Remember, it's okay if your mind happens to wander during this guided meditation, you can always use my voice as a guide to return to wherever we are in this process. There's no need to rewind and start over, you can start wherever you are now.

Next up, we're gonna move to your neck, your shoulders, the left and the right. You're doing great.

Now, move your attention to your chest and your belly. You might notice some movements here as you breathe, noticing in and out at whatever pace is natural for you.

Now move your attention to your upper and lower back supported by whatever you've chosen to lean against, your hips, your seat. You might notice that one side of your body feels different than the other. That's totally okay. And if they feel the same or neutral, that's quite all right too.

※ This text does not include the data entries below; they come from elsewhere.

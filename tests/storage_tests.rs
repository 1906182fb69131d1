use chrono::{TimeZone, Utc};
use userfiles::storage::models::{Account, Category, FileRecord, NotificationTemplate, StoredFile};
use userfiles::storage::Database;

fn test_db() -> (tempfile::TempDir, Database) {
    let dir = tempfile::tempdir().unwrap();
    let db = Database::open(dir.path().join("data")).unwrap();
    (dir, db)
}

fn sample_record(id: &str, owner: &str) -> FileRecord {
    let now = Utc::now();
    FileRecord {
        id: id.to_string(),
        title: format!("Title {id}"),
        owner: owner.to_string(),
        file: Some(StoredFile {
            path: format!("{owner}-dir/{id}.pdf"),
            name: format!("{id}.pdf"),
            url: format!("http://localhost:8080/uploads/{owner}-dir/{id}.pdf"),
            mime_type: "application/pdf".to_string(),
        }),
        categories: Vec::new(),
        created_at: now,
        updated_at: now,
    }
}

fn record_in_year(id: &str, owner: &str, year: i32, month: u32) -> FileRecord {
    let mut record = sample_record(id, owner);
    record.created_at = Utc.with_ymd_and_hms(year, month, 15, 12, 0, 0).unwrap();
    record.updated_at = record.created_at;
    record
}

fn sample_account(id: &str, username: &str) -> Account {
    Account {
        id: id.to_string(),
        username: username.to_string(),
        email: format!("{username}@example.com"),
        password_hash: "pbkdf2-sha256$1$AA$AA".to_string(),
        admin: false,
        storage_dir: None,
        created_at: Utc::now(),
    }
}

// ============================================================================
// File records
// ============================================================================

#[test]
fn test_put_and_get_file() {
    let (_dir, db) = test_db();
    let record = sample_record("file-1", "alice");

    db.put_file(&record).unwrap();

    let retrieved = db.get_file("file-1").unwrap().expect("file should exist");
    assert_eq!(retrieved.id, "file-1");
    assert_eq!(retrieved.title, "Title file-1");
    assert_eq!(retrieved.owner, "alice");
    let stored = retrieved.file.expect("descriptor should survive");
    assert_eq!(stored.path, "alice-dir/file-1.pdf");
    assert_eq!(stored.filename(), "file-1.pdf");
    assert_eq!(stored.mime_type, "application/pdf");
}

#[test]
fn test_get_file_not_found() {
    let (_dir, db) = test_db();
    assert!(db.get_file("nonexistent").unwrap().is_none());
}

#[test]
fn test_delete_file_cleans_owner_index() {
    let (_dir, db) = test_db();
    db.put_file(&sample_record("file-1", "alice")).unwrap();
    db.put_file(&sample_record("file-2", "alice")).unwrap();

    assert!(db.delete_file("file-1").unwrap());
    assert!(db.get_file("file-1").unwrap().is_none());

    let remaining = db.get_files_by_owner("alice").unwrap();
    assert_eq!(remaining.len(), 1);
    assert_eq!(remaining[0].id, "file-2");
}

#[test]
fn test_delete_file_not_found() {
    let (_dir, db) = test_db();
    assert!(!db.delete_file("nonexistent").unwrap());
}

#[test]
fn test_files_by_owner_newest_first() {
    let (_dir, db) = test_db();
    db.put_file(&record_in_year("old", "alice", 2022, 3)).unwrap();
    db.put_file(&record_in_year("new", "alice", 2024, 6)).unwrap();
    db.put_file(&record_in_year("mid", "alice", 2023, 1)).unwrap();
    db.put_file(&record_in_year("other", "bob", 2024, 1)).unwrap();

    let files = db.get_files_by_owner("alice").unwrap();
    let ids: Vec<&str> = files.iter().map(|f| f.id.as_str()).collect();
    assert_eq!(ids, vec!["new", "mid", "old"]);
}

#[test]
fn test_files_by_owner_unknown_owner_is_empty() {
    let (_dir, db) = test_db();
    assert!(db.get_files_by_owner("nobody").unwrap().is_empty());
}

#[test]
fn test_reassigning_owner_moves_index_entry() {
    let (_dir, db) = test_db();
    db.put_file(&sample_record("file-1", "alice")).unwrap();

    let mut record = db.get_file("file-1").unwrap().unwrap();
    record.owner = "bob".to_string();
    db.put_file(&record).unwrap();

    assert!(db.get_files_by_owner("alice").unwrap().is_empty());
    let bobs = db.get_files_by_owner("bob").unwrap();
    assert_eq!(bobs.len(), 1);
    assert_eq!(bobs[0].id, "file-1");
}

#[test]
fn test_distinct_years_newest_first_deduped() {
    let (_dir, db) = test_db();
    db.put_file(&record_in_year("a", "alice", 2022, 1)).unwrap();
    db.put_file(&record_in_year("b", "alice", 2024, 2)).unwrap();
    db.put_file(&record_in_year("c", "alice", 2024, 9)).unwrap();
    db.put_file(&record_in_year("d", "alice", 2023, 5)).unwrap();

    assert_eq!(db.distinct_years("alice").unwrap(), vec![2024, 2023, 2022]);
}

#[test]
fn test_list_files_filtered_by_year_and_category() {
    let (_dir, db) = test_db();
    let mut tagged = record_in_year("tagged", "alice", 2024, 4);
    tagged.categories = vec!["invoices".to_string()];
    db.put_file(&tagged).unwrap();
    db.put_file(&record_in_year("untagged", "alice", 2024, 5)).unwrap();
    db.put_file(&record_in_year("older", "alice", 2023, 4)).unwrap();

    let by_year = db.list_files_by_owner("alice", Some(2024), None).unwrap();
    assert_eq!(by_year.len(), 2);

    let by_cat = db
        .list_files_by_owner("alice", None, Some("invoices"))
        .unwrap();
    assert_eq!(by_cat.len(), 1);
    assert_eq!(by_cat[0].id, "tagged");

    let both = db
        .list_files_by_owner("alice", Some(2023), Some("invoices"))
        .unwrap();
    assert!(both.is_empty());
}

// ============================================================================
// Accounts
// ============================================================================

#[test]
fn test_put_and_get_account() {
    let (_dir, db) = test_db();
    let account = sample_account("acct-1", "alice");
    db.put_account(&account).unwrap();

    let by_id = db.get_account("acct-1").unwrap().expect("account by id");
    assert_eq!(by_id.username, "alice");
    assert!(!by_id.admin);

    let by_name = db
        .get_account_by_username("alice")
        .unwrap()
        .expect("account by username");
    assert_eq!(by_name.id, "acct-1");

    assert!(db.username_exists("alice").unwrap());
    assert!(!db.username_exists("bob").unwrap());
}

#[test]
fn test_ensure_storage_dir_generated_once() {
    let (_dir, db) = test_db();
    db.put_account(&sample_account("acct-1", "alice")).unwrap();

    let first = db
        .ensure_storage_dir("acct-1")
        .unwrap()
        .expect("dir for existing account");
    assert!(first.starts_with("acct-1_"));

    let second = db.ensure_storage_dir("acct-1").unwrap().unwrap();
    assert_eq!(first, second);

    // Cached on the account record too.
    let account = db.get_account("acct-1").unwrap().unwrap();
    assert_eq!(account.storage_dir.as_deref(), Some(first.as_str()));
}

#[test]
fn test_renaming_account_drops_stale_username_entry() {
    let (_dir, db) = test_db();
    db.put_account(&sample_account("acct-1", "alice")).unwrap();

    let mut account = db.get_account("acct-1").unwrap().unwrap();
    account.username = "alicia".to_string();
    db.put_account(&account).unwrap();

    assert!(db.get_account_by_username("alice").unwrap().is_none());
    assert!(!db.username_exists("alice").unwrap());
    let renamed = db.get_account_by_username("alicia").unwrap().unwrap();
    assert_eq!(renamed.id, "acct-1");
}

#[test]
fn test_ensure_storage_dir_missing_account() {
    let (_dir, db) = test_db();
    assert!(db.ensure_storage_dir("ghost").unwrap().is_none());
}

#[test]
fn test_delete_account_cleans_username_index() {
    let (_dir, db) = test_db();
    db.put_account(&sample_account("acct-1", "alice")).unwrap();

    assert!(db.delete_account("acct-1").unwrap());
    assert!(db.get_account("acct-1").unwrap().is_none());
    assert!(db.get_account_by_username("alice").unwrap().is_none());
    assert!(!db.delete_account("acct-1").unwrap());
}

// ============================================================================
// Categories
// ============================================================================

#[test]
fn test_categories_sorted_by_name() {
    let (_dir, db) = test_db();
    db.put_category(&Category {
        slug: "z-reports".to_string(),
        name: "Annual Reports".to_string(),
        parent: None,
    })
    .unwrap();
    db.put_category(&Category {
        slug: "invoices".to_string(),
        name: "Invoices".to_string(),
        parent: Some("z-reports".to_string()),
    })
    .unwrap();

    let all = db.get_all_categories().unwrap();
    let names: Vec<&str> = all.iter().map(|c| c.name.as_str()).collect();
    assert_eq!(names, vec!["Annual Reports", "Invoices"]);
    assert_eq!(all[1].parent.as_deref(), Some("z-reports"));
}

#[test]
fn test_delete_category() {
    let (_dir, db) = test_db();
    db.put_category(&Category {
        slug: "invoices".to_string(),
        name: "Invoices".to_string(),
        parent: None,
    })
    .unwrap();

    assert!(db.delete_category("invoices").unwrap());
    assert!(db.get_category("invoices").unwrap().is_none());
    assert!(!db.delete_category("invoices").unwrap());
}

// ============================================================================
// Settings
// ============================================================================

#[test]
fn test_notification_template_defaults_until_saved() {
    let (_dir, db) = test_db();

    let template = db.get_notification_template().unwrap();
    assert_eq!(template, NotificationTemplate::default());
    assert!(template.subject.contains("%blogname%"));

    let custom = NotificationTemplate {
        subject: "New file: %filename%".to_string(),
        body: "Get it at %download_url%".to_string(),
    };
    db.put_notification_template(&custom).unwrap();
    assert_eq!(db.get_notification_template().unwrap(), custom);
}

// ============================================================================
// Purge
// ============================================================================

#[test]
fn test_purge_all() {
    let (_dir, db) = test_db();
    db.put_file(&sample_record("file-1", "alice")).unwrap();
    db.put_file(&sample_record("file-2", "bob")).unwrap();
    db.put_account(&sample_account("acct-1", "alice")).unwrap();
    db.put_category(&Category {
        slug: "invoices".to_string(),
        name: "Invoices".to_string(),
        parent: None,
    })
    .unwrap();

    let stats = db.purge_all().unwrap();
    assert_eq!(stats.files, 2);
    assert_eq!(stats.accounts, 1);
    assert_eq!(stats.categories, 1);

    assert!(db.get_all_files().unwrap().is_empty());
    assert!(db.get_files_by_owner("alice").unwrap().is_empty());
    assert!(!db.username_exists("alice").unwrap());
}
use std::sync::Arc;

use axum::extract::{OriginalUri, State};
use axum::http::{header, HeaderMap, StatusCode};
use axum::response::{IntoResponse, Response};
use serde::{Deserialize, Serialize};

use crate::api::response::{ApiError, AppQuery, JSend};
use crate::auth::CurrentUser;
use crate::stream::{self, Action, StreamError};
use crate::AppState;

// ============================================================================
// Types
// ============================================================================

/// Gate trigger: both `upf` and `id` must be present on the root request.
#[derive(Debug, Deserialize)]
pub struct GateParams {
    #[serde(default)]
    pub upf: Option<String>,
    #[serde(default)]
    pub id: Option<String>,
}

#[derive(Debug, Serialize)]
pub struct ServiceInfo {
    pub service: &'static str,
    pub version: &'static str,
}

#[derive(Serialize)]
struct LoginRedirect {
    redirect_to: String,
}

// ============================================================================
// Handlers
// ============================================================================

/// Root handler. With `upf=vw|dl&id=<record-id>` this is the access gate in
/// front of the byte-range streamer; without them it answers like any other
/// page.
///
/// Unauthenticated requests are redirected to the login URL with the
/// original URI as `redirect_to`. An authenticated non-owner gets an
/// explicit 403 rather than the empty response the gate historically gave,
/// so a denied file is distinguishable from a missing one.
pub async fn gate(
    State(state): State<Arc<AppState>>,
    user: Option<CurrentUser>,
    OriginalUri(uri): OriginalUri,
    headers: HeaderMap,
    AppQuery(params): AppQuery<GateParams>,
) -> Result<Response, ApiError> {
    let (code, id) = match (params.upf, params.id) {
        (Some(code), Some(id)) => (code, id),
        // Not a gated request; normal handling proceeds.
        _ => {
            return Ok(JSend::success(ServiceInfo {
                service: "userfiles",
                version: env!("CARGO_PKG_VERSION"),
            })
            .into_response())
        }
    };

    // Authentication comes first: an anonymous caller is always sent to
    // login, whatever else is wrong with the request.
    let account = match user {
        Some(CurrentUser(account)) => account,
        None => return login_redirect(&state, &uri.to_string()),
    };

    let action = Action::from_code(&code)
        .ok_or_else(|| ApiError::bad_request(format!("Unknown action code: {code}")))?;

    let record = state
        .db
        .get_file(&id)
        .map_err(|e| ApiError::internal(e.to_string()))?
        .ok_or_else(|| ApiError::not_found("File not found"))?;

    if record.owner != account.username {
        return Err(ApiError::forbidden("This file is not assigned to you"));
    }

    let stored = record
        .file
        .as_ref()
        .ok_or_else(|| ApiError::not_found("No file attached to this record"))?;

    let path = state.uploads_path(&stored.path);
    let range = headers
        .get(header::RANGE)
        .and_then(|v| v.to_str().ok());

    stream::serve_file(&path, stored.filename(), &stored.mime_type, action, range)
        .await
        .map_err(|e| match e {
            StreamError::Unsatisfiable(_) => ApiError::range_not_satisfiable(e.to_string()),
            // The diagnostic names the server-side path, matching the
            // historical delivery error surface.
            _ => ApiError::internal(e.to_string()),
        })
}

/// 302 to the configured login URL, carrying the original request URI.
fn login_redirect(state: &AppState, original_uri: &str) -> Result<Response, ApiError> {
    let query = serde_qs::to_string(&LoginRedirect {
        redirect_to: original_uri.to_string(),
    })
    .map_err(|e| ApiError::internal(e.to_string()))?;

    let login_url = &state.config.site.login_url;
    let separator = if login_url.contains('?') { '&' } else { '?' };

    Response::builder()
        .status(StatusCode::FOUND)
        .header(header::LOCATION, format!("{login_url}{separator}{query}"))
        .body(axum::body::Body::empty())
        .map_err(|e| ApiError::internal(e.to_string()))
}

Your left leg and your right leg, your ankles, heels, feet, and toes. I am so proud of you.

When you're ready, take a deep breath in through your nose and even slower out of your mouth.

Let's wake up your body by gently wiggling your toes and fingers. Slowly move or stretch any body parts that may feel stiff or need some gentle waking up. If your eyes are closed, you can gently flutter them open now.

I really appreciate you joining me for this five-minute morning anxiety meditation.

Don’t forget that you can find the audio-only and printable workbook versions of this guided meditation for morning anxiety for your mindfulness practice included when you sign up for your free access to the Self Care Bundle.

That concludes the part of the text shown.